### What to do
Scan the entries for lines with the word "persisted", then copy those lines.

Collected data:
-- Opening Marker --

//! Atelier
//!
//! Atelier is the cart, pricing and order-state engine behind a
//! fashion-styling storefront: cart lines with derived totals, promo codes,
//! a persisted cart snapshot, and a read-mostly order catalog with
//! status-gated actions.

pub mod cart;
pub mod fixtures;
pub mod lines;
pub mod orders;
pub mod prelude;
pub mod pricing;
pub mod promos;
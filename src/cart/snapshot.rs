//! Cart snapshots
//!
//! The wire layer for cart persistence: a versioned, JSON-encoded record of
//! the cart lines, decoupled from the domain types so the schema can evolve
//! without touching [`CartLine`]. Only lines are persisted; an applied promo
//! is session state and is re-entered by the user.

use rusty_money::{
    Money,
    iso::{Currency, EUR, GBP, KES, USD},
};
use serde::{Deserialize, Serialize};
use thiserror::Error;

use crate::{
    cart::Cart,
    lines::{CartLine, EntryId},
};

/// Version of the persisted schema. Bump on any incompatible field change.
pub const SCHEMA_VERSION: u32 = 1;

/// Errors that can occur while decoding a persisted snapshot.
///
/// Callers loading a cart treat every variant as "no usable snapshot" and
/// start from the empty cart; the variants exist so the condition can be
/// reported, not recovered from.
#[derive(Debug, Error)]
pub enum SnapshotError {
    /// The snapshot was not valid JSON for the expected shape.
    #[error(transparent)]
    Json(#[from] serde_json::Error),

    /// The snapshot was written by an unknown schema version.
    #[error("unsupported snapshot schema version: {0}")]
    UnsupportedVersion(u32),

    /// A line record carried a currency code this storefront does not handle.
    #[error("unknown currency code: {0}")]
    UnknownCurrency(String),
}

/// Versioned, JSON-serializable mirror of the cart lines.
#[derive(Debug, Serialize, Deserialize)]
pub struct CartSnapshot {
    /// Schema version the snapshot was written with.
    pub version: u32,

    /// One record per cart line, in cart order.
    pub lines: Vec<LineRecord>,
}

/// Wire record for one cart line. Money is stored as minor units plus an
/// ISO alpha currency code.
#[derive(Debug, Serialize, Deserialize)]
pub struct LineRecord {
    /// Identity key, unique per (product, size, colour).
    pub entry_id: String,

    /// Catalog product reference.
    pub product_id: String,

    /// Display title.
    pub title: String,

    /// Display category.
    pub category: String,

    /// Display image path.
    pub image: String,

    /// Optional size variant.
    pub size: Option<String>,

    /// Optional colour variant.
    pub color: Option<String>,

    /// Unit price in minor units.
    pub price_minor: i64,

    /// ISO alpha currency code for `price_minor`.
    pub currency: String,

    /// Number of units.
    pub quantity: u32,
}

impl CartSnapshot {
    /// Capture the current cart lines as a snapshot.
    #[must_use]
    pub fn capture(cart: &Cart) -> Self {
        CartSnapshot {
            version: SCHEMA_VERSION,
            lines: cart.iter().map(LineRecord::from).collect(),
        }
    }

    /// Serialize the snapshot to JSON.
    ///
    /// # Errors
    ///
    /// Returns a `serde_json::Error` if serialization fails.
    pub fn encode(&self) -> Result<String, serde_json::Error> {
        serde_json::to_string(self)
    }

    /// Decode a JSON snapshot back into cart lines.
    ///
    /// # Errors
    ///
    /// - [`SnapshotError::Json`]: the payload was not a valid snapshot.
    /// - [`SnapshotError::UnsupportedVersion`]: written by a schema this
    ///   build does not understand.
    /// - [`SnapshotError::UnknownCurrency`]: a record carried an unhandled
    ///   currency code.
    pub fn decode(json: &str) -> Result<Vec<CartLine>, SnapshotError> {
        let snapshot: CartSnapshot = serde_json::from_str(json)?;

        if snapshot.version != SCHEMA_VERSION {
            return Err(SnapshotError::UnsupportedVersion(snapshot.version));
        }

        snapshot.lines.into_iter().map(LineRecord::restore).collect()
    }
}

impl From<&CartLine> for LineRecord {
    fn from(line: &CartLine) -> Self {
        LineRecord {
            entry_id: line.entry_id().to_string(),
            product_id: line.product_id.clone(),
            title: line.title.clone(),
            category: line.category.clone(),
            image: line.image.clone(),
            size: line.size.clone(),
            color: line.color.clone(),
            price_minor: line.unit_price().to_minor_units(),
            currency: line.unit_price().currency().iso_alpha_code.to_string(),
            quantity: line.quantity(),
        }
    }
}

impl LineRecord {
    /// Rebuild a domain cart line from this record.
    ///
    /// A persisted quantity of 0 is clamped to 1, preserving the quantity
    /// floor invariant across the persistence boundary.
    ///
    /// # Errors
    ///
    /// Returns [`SnapshotError::UnknownCurrency`] if the currency code is
    /// not handled by this storefront.
    pub fn restore(self) -> Result<CartLine, SnapshotError> {
        let currency = parse_currency(&self.currency)?;

        Ok(CartLine::new(
            EntryId::new(self.entry_id),
            self.product_id,
            self.title,
            Money::from_minor(self.price_minor, currency),
            self.quantity,
        )
        .with_display(self.category, self.image)
        .with_variant(self.size, self.color))
    }
}

/// Resolve an ISO alpha code to one of the currencies this storefront
/// handles.
fn parse_currency(code: &str) -> Result<&'static Currency, SnapshotError> {
    match code {
        "KES" => Ok(KES),
        "USD" => Ok(USD),
        "GBP" => Ok(GBP),
        "EUR" => Ok(EUR),
        other => Err(SnapshotError::UnknownCurrency(other.to_string())),
    }
}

-- Closing Marker --

### Response
//! a persisted cart snapshot, and a read-mostly order catalog with
//! without touching [`CartLine`]. Only lines are persisted; an applied promo
/// Version of the persisted schema. Bump on any incompatible field change.
/// Errors that can occur while decoding a persisted snapshot.
    /// A persisted quantity of 0 is clamped to 1, preserving the quantity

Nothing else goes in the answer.